I was reading Monica's thread about transitioning when you're married - because that is SUCH an issue for me - and I came across something Bev wrote: ' As a final thing, I can say in all honesty, if your dysphoria isn't making you suicidal, or unbearably unhappy, then  Don't do it.  Don't transition unless you are willing to see everything in your life go to hell.'

Now, that's something I heard many girls say, including good friends of mine and I guess it's one of the main reasons I've never taken the plunge. As terrible as dysphoria sometimes feels, as much as i get to points when the sheer effort of fighting it almost breaks me, still I never feel suicidal and there are still many things in my life that are incredibly precious to me. Plus, there's a lot that still works for me and that isn't particularly affected by having to be male. When I'm lost in my imagination, writing fiction, I can be any damn thing I please.
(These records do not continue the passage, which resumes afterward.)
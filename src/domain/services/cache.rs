#[cfg(test)]
#[path = "cache_test.rs"]
mod tests;

use std::path;

use anyhow::bail;
use anyhow::Result;
use chrono::DateTime;
use chrono::Local;
use chrono::SecondsFormat;
use tokio::fs;
use tokio::io::AsyncWriteExt;

use crate::domain::models::CachedTimeline;
use crate::domain::models::Message;
use crate::domain::models::Role;
use crate::domain::models::SessionId;

/// Storage key for conversations the server has not named yet.
const UNSAVED_KEY: &str = "new";

/// Durable mirror of conversation timelines, one YAML file per storage key.
/// The cache is best effort: reads and writes that fail are logged and
/// swallowed, and the in-memory timeline carries on without it. The remote
/// history service plus in-memory state remain the source of truth.
pub struct TimelineCache {
    pub cache_dir: path::PathBuf,
}

impl Default for TimelineCache {
    fn default() -> TimelineCache {
        let cache_dir = dirs::cache_dir().unwrap().join("matcha/timelines");

        return TimelineCache::new(cache_dir);
    }
}

impl TimelineCache {
    pub fn new(cache_dir: path::PathBuf) -> TimelineCache {
        return TimelineCache { cache_dir };
    }

    pub fn storage_key(session: Option<&SessionId>) -> String {
        return session
            .map(|id| return id.wire().to_string())
            .unwrap_or_else(|| return UNSAVED_KEY.to_string());
    }

    fn get_file_path(&self, key: &str) -> path::PathBuf {
        return self.cache_dir.join(format!("{key}.yaml"));
    }

    pub async fn read(&self, session: Option<&SessionId>) -> Option<Vec<Message>> {
        let key = TimelineCache::storage_key(session);
        match self.try_read(&key).await {
            Ok(messages) => return messages,
            Err(err) => {
                tracing::warn!(key = key, error = %err, "Failed to read cached timeline");
                return None;
            }
        }
    }

    pub async fn write(&self, session: Option<&SessionId>, messages: &[Message]) {
        // Never persist an empty conversation, it would mask a later
        // legitimate history fetch.
        if messages.is_empty() {
            return;
        }

        let key = TimelineCache::storage_key(session);
        if let Err(err) = self.try_write(&key, messages).await {
            tracing::warn!(key = key, error = %err, "Failed to write cached timeline");
        }
    }

    pub async fn clear(&self, session: Option<&SessionId>) {
        let key = TimelineCache::storage_key(session);
        if let Err(err) = self.try_clear(&key).await {
            tracing::warn!(key = key, error = %err, "Failed to clear cached timeline");
        }
    }

    async fn try_read(&self, key: &str) -> Result<Option<Vec<Message>>> {
        let file_path = self.get_file_path(key);
        if !file_path.exists() {
            return Ok(None);
        }

        let payload = fs::read_to_string(file_path).await?;
        let cached: CachedTimeline = serde_yaml::from_str(&payload)?;

        return Ok(Some(cached.messages));
    }

    async fn try_write(&self, key: &str, messages: &[Message]) -> Result<()> {
        let cached = CachedTimeline {
            key: key.to_string(),
            version: env!("CARGO_PKG_VERSION").to_string(),
            saved_at: Local::now().to_rfc3339_opts(SecondsFormat::Secs, false),
            messages: messages.to_vec(),
        };

        let payload = serde_yaml::to_string(&cached)?;

        if !self.cache_dir.exists() {
            fs::create_dir_all(&self.cache_dir).await?;
        }

        let mut file = fs::File::create(self.get_file_path(key)).await?;
        file.write_all(payload.as_bytes()).await?;

        return Ok(());
    }

    async fn try_clear(&self, key: &str) -> Result<()> {
        let file_path = self.get_file_path(key);
        if !file_path.exists() {
            return Ok(());
        }

        fs::remove_file(file_path).await?;
        return Ok(());
    }

    /// Returns cached timelines sorted by save time, trimmed down to the
    /// first user message so the sessions CLI can print summaries.
    pub async fn list(&self) -> Result<Vec<CachedTimeline>> {
        let mut entries = vec![];
        if !self.cache_dir.exists() {
            return Ok(vec![]);
        }

        let mut dir = fs::read_dir(&self.cache_dir).await?;
        while let Some(file) = dir.next_entry().await? {
            let payload = fs::read_to_string(file.path()).await?;
            let mut cached: CachedTimeline = serde_yaml::from_str(&payload)?;

            let Ok(saved_at) = DateTime::parse_from_rfc3339(&cached.saved_at) else {
                tracing::warn!(
                    file = ?file.path(),
                    saved_at = cached.saved_at,
                    "Skipping cached timeline with an invalid saved_at stamp"
                );
                continue;
            };

            cached.messages = cached
                .messages
                .iter()
                .filter(|msg| return msg.role == Role::User)
                .take(1)
                .cloned()
                .collect();

            entries.push((saved_at, cached));
        }

        entries.sort_by_key(|(saved_at, _)| return *saved_at);

        return Ok(entries
            .into_iter()
            .map(|(_, cached)| return cached)
            .collect());
    }

    pub async fn delete(&self, key: &str) -> Result<()> {
        let file_path = self.get_file_path(key);
        if !file_path.exists() {
            bail!(format!("No cached timeline found for {key}"));
        }

        fs::remove_file(file_path).await?;
        return Ok(());
    }

    pub async fn delete_all(&self) -> Result<()> {
        if !self.cache_dir.exists() {
            return Ok(());
        }

        fs::remove_dir_all(&self.cache_dir).await?;
        return Ok(());
    }
}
That's a huge help.

Anyway, I was also reading another thread - UCBerkeley's 'How Happy Are You to Be Transitioning/ Have Transitioned?' .. can you see the theme here, ladies?? ;) ... and Meaghan mentioned a videoblog she'd posted about 'What do I like About Being a Girl?'

So I watched it, and it was great - thanks Meaghan! - and the impression I got was that life pre-transition hadn't been suicidally awful for Meaghan, but she just had this feeling of living a lie, of not being true to herself or at all authentic. And when she transitioned, it wasn't like she suddenly saved her life. It was more a question of finally living every day as the person, and the woman that she'd really been all along. (I hope I got that right!)


So there we had two ways of looking at it. One was kind of a word of warning: don't put the burden of transition upon yourself unless you have absolutely no alternative. And the other was looking at it from the other perspective: don't spend any longer than you absolutely have to living a lie in the wrong sex when you could be true to yourself in the right one.

Both those perspectives seem incredibly valid to me and I'm sure to plenty of other girls on here. So I guess my question is: what's the tipping point?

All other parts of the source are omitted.